Is there a way to FTP only the recently changed files, while maintaining the file structure? I normally use Flash FXP, but would be fine with some fancy command line FTP expressions, or any other cheap/free solution.
posted by dirtdirt to Computers & Internet (13 answers total)
 
This sounds like a job for rsync!
posted by Oktober at 8:55 AM on September 15, 2009


Yep, 2nding rsync.
posted by jquinby at 8:56 AM on September 15, 2009


Seconding rsync, but if that's not an option, FileZilla and many/most other FTP clients will allow you to only overwrite files whose modified date varies, or whose size varies...

You'll still have to let the FTP client scan through every directory and queue up the files, only to decide not to upload them, but it'll get the job done.
posted by twiggy at 8:57 AM on September 15, 2009


Me three on rsync.
posted by cellphone at 8:57 AM on September 15, 2009


You could use an xcopy with the /d flag to copy over to some other tree just those files which are recent, then upload that new tree, if rsync isn't your thing.
posted by adipocere at 9:21 AM on September 15, 2009


If you had the files on a *nix system, and you wanted to find things that had changed in the last 10 days, you could do: find . -type f -mtime -10

The "-10" can be changed to "-5" for more recently than 5 days, etc. Then you could use the -exec switch in find to run your ftp transfer.
posted by beerbajay at 9:48 AM on September 15, 2009


Transmit (Mac FTP app) can synchronize only changed files in subdirectories (upload or download).
posted by kirkaracha at 10:02 AM on September 15, 2009


<CowboyCoder>Just run the script on production!</CowboyCoder&gt
posted by nomad at 10:07 AM on September 15, 2009


Response by poster: <CowboyCoder>Just run the script on production!</CowboyCoder>

Oh, man, I know. The best part of that is then I could just overwrite the dev site with the live, and not have to worry about accidentally publishing stuff that should only be on dev to the live site. What could POSSIBLY go wrong?

Forgot to mention that I'm a Windows guy - rsync looks cool but scary(in that way that EVERYTHING *nix looks scary), and the windows wrapper version (DeltaCopy) looks a bit iffy, and I'm not doing any cygwin stuff.

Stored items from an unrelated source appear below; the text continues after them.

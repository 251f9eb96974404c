use crate::prelude::*;

/// A "Naked Single" is a cell reduced to a single candidate.
///
/// This is the simplest logical step and is required for the solver to function.
#[derive(Debug)]
pub struct NakedSingle;

impl LogicalStep for NakedSingle {
    fn name(&self) -> &'static str {
        "Naked Single"
    }

    fn run(&self, board: &mut Board, generate_description: bool) -> LogicalStepResult {
        for cell in all_cells() {
            let mask = board.cell(cell);
            if mask.is_solved() {
                continue;
            }

            if mask.is_single() {
                let value = mask.value();
                if board.set_solved(cell, value) {
                    let desc = generate_description.then(|| format!("{}={}", cell, value).into());
                    return LogicalStepResult::Changed(desc);
                } else {
                    let desc = generate_description
                        .then(|| format!("{} cannot be set to {}", cell, value).into());
                    return LogicalStepResult::Invalid(desc);
                }
            } else if mask.is_empty() {
                let desc = generate_description.then(|| format!("{} has no candidates", cell).into());
                return LogicalStepResult::Invalid(desc);
            }
        }

        LogicalStepResult::None
    }
}

#[cfg(test)]
mod test {
    use super::*;

    #[test]
    fn test_naked_single() {
        let mut board = Board::default();
        let naked_single = NakedSingle;

        assert!(naked_single.run(&mut board, true).is_none());

        // Clear all candidates except 9 from r1c1
        let cell = CellIndex::from_rc(0, 0);
        board.clear_candidates((1..=8).map(|v| cell.candidate(v)));

        let result = naked_single.run(&mut board, true);
        assert!(result.is_changed());
        assert_eq!(result.to_string(), "r1c1=9");
    }
}
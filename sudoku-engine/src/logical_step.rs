//! Contains the [`LogicalStep`] trait and the built-in deduction library.

pub mod all_naked_singles;
pub mod hidden_single;
pub mod logical_step_desc;
pub mod logical_step_desc_list;
pub mod logical_step_result;
pub mod naked_single;
pub mod naked_tuples;
pub mod pointing;
pub mod simple_cell_forcing;
pub mod step_constraints;

use crate::board::Board;
use logical_step_result::LogicalStepResult;

/// One deduction technique.
///
/// A step scans the board in a fixed order and performs at most one observable
/// change per invocation (one value set, one elimination list, or one proof of
/// invalidity), so solve traces have deterministic granularity.
pub trait LogicalStep: std::fmt::Debug + Send + Sync {
    /// Name of the technique, used to prefix step descriptions.
    fn name(&self) -> &'static str;

    /// Relative difficulty, used by step scoring.
    fn difficulty(&self) -> u32 {
        1
    }

    /// Whether this step runs during user-facing logical solves.
    fn is_active_during_logical_solves(&self) -> bool {
        true
    }

    /// Whether this step runs during brute-force propagation.
    fn is_active_during_brute_force_solves(&self) -> bool {
        false
    }

    /// Whether the step writes its own prefix into descriptions.
    fn has_own_prefix(&self) -> bool {
        false
    }

    /// Performs one deduction. Descriptions are generated only when requested;
    /// a step may use `generate_description == false` as a signal that it is
    /// running inside brute-force propagation and trade thoroughness for
    /// speed.
    fn run(&self, board: &mut Board, generate_description: bool) -> LogicalStepResult;
}
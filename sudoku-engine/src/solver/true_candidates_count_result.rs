//! Contains the [`TrueCandidatesCountResult`] enum.

use crate::prelude::*;

/// The result of reducing a board to its true candidates: the candidates that
/// appear in at least one solution.
#[derive(Clone)]
pub enum TrueCandidatesCountResult {
    /// The puzzle has no solutions.
    None,
    /// The puzzle has a unique solution.
    Solved(Box<Board>),
    /// The reduced board, with per-candidate solution counts when requested
    /// (indexed by candidate index; empty when counts were not computed).
    Candidates(Box<Board>, Vec<usize>),
    Error(String),
}

impl TrueCandidatesCountResult {
    pub fn is_none(&self) -> bool {
        matches!(self, TrueCandidatesCountResult::None)
    }

    pub fn is_solved(&self) -> bool {
        matches!(self, TrueCandidatesCountResult::Solved(_))
    }

    pub fn is_candidates(&self) -> bool {
        matches!(self, TrueCandidatesCountResult::Candidates(_, _))
    }

    pub fn is_error(&self) -> bool {
        matches!(self, TrueCandidatesCountResult::Error(_))
    }

    pub fn board(&self) -> Option<Box<Board>> {
        match self {
            TrueCandidatesCountResult::Solved(board) => Some(board.clone()),
            TrueCandidatesCountResult::Candidates(board, _) => Some(board.clone()),
            _ => None,
        }
    }

    pub fn candidate_counts(&self) -> Option<&[usize]> {
        match self {
            TrueCandidatesCountResult::Candidates(_, counts) if !counts.is_empty() => Some(counts),
            _ => None,
        }
    }
}
//! Contains [`LogicalStepResult`], the outcome of one deduction attempt.

use crate::prelude::*;

/// The outcome of running one logical step, optionally carrying a
/// human-readable description of what happened.
#[derive(Clone, Debug)]
pub enum LogicalStepResult {
    /// The step found nothing to do.
    None,
    /// The step changed the board.
    Changed(Option<LogicalStepDesc>),
    /// The step proved the board invalid.
    Invalid(Option<LogicalStepDesc>),
}

impl LogicalStepResult {
    pub fn is_none(&self) -> bool {
        matches!(self, LogicalStepResult::None)
    }

    pub fn is_changed(&self) -> bool {
        matches!(self, LogicalStepResult::Changed(_))
    }

    pub fn is_invalid(&self) -> bool {
        matches!(self, LogicalStepResult::Invalid(_))
    }

    pub fn description(&self) -> Option<&LogicalStepDesc> {
        match self {
            LogicalStepResult::None => None,
            LogicalStepResult::Changed(desc) => desc.as_ref(),
            LogicalStepResult::Invalid(desc) => desc.as_ref(),
        }
    }

    /// The same result with its description (if any) prefixed.
    #[must_use]
    pub fn with_prefix(&self, prefix: &str) -> Self {
        let map = |desc: &Option<LogicalStepDesc>| desc.as_ref().map(|d| d.with_prefix(prefix));
        match self {
            LogicalStepResult::None => LogicalStepResult::None,
            LogicalStepResult::Changed(desc) => LogicalStepResult::Changed(map(desc)),
            LogicalStepResult::Invalid(desc) => LogicalStepResult::Invalid(map(desc)),
        }
    }

    /// Collapses to the plain [`LogicResult`], dropping any description.
    pub fn to_logic_result(&self) -> LogicResult {
        match self {
            LogicalStepResult::None => LogicResult::None,
            LogicalStepResult::Changed(_) => LogicResult::Changed,
            LogicalStepResult::Invalid(_) => LogicResult::Invalid,
        }
    }
}

impl From<LogicResult> for LogicalStepResult {
    fn from(result: LogicResult) -> Self {
        match result {
            LogicResult::Invalid => LogicalStepResult::Invalid(None),
            LogicResult::Changed | LogicResult::Solved => LogicalStepResult::Changed(None),
            LogicResult::None => LogicalStepResult::None,
        }
    }
}

impl std::fmt::Display for LogicalStepResult {
    fn fmt(&self, f: &mut std::fmt::Formatter<'_>) -> std::fmt::Result {
        if let Some(desc) = self.description() {
            write!(f, "{desc}")
        } else {
            write!(f, "No Description")
        }
    }
}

Right now I'm leaning towards biting the bullet and doing it manually, just avoiding directories that I know are full of stuff that won't be changed.
posted by dirtdirt at 10:27 AM on September 15, 2009


seconding Filezilla. Just configure the account and drag the modified (local) directory tree on the remote tree. It'll take a while to scan your disk and then as it encounters the first duplicate file, it'll ask you what to do. You want to overwrite all files that are newer or different (and check the box that says "repeat for all files") and that's it. You can also leave it running overnight and set it up so that it shuts down your computer when it's done.

notice: I assume that everything that's on the production server has been already backed up.
posted by _dario at 1:42 PM on September 15, 2009


+1 on Rsync
posted by edmo at 2:07 AM on September 16, 2009


WinSCP has an 'only transfer changed files' flag. (And it's free.)
posted by bhance at 1:02 PM on September 16, 2009


Are the files' timestamps a reliable indicator of whether they should be updated or not? If so, you can use Total Commander to search for files newer than a certain timestamp and then copy only those. It has a built-in FTP client.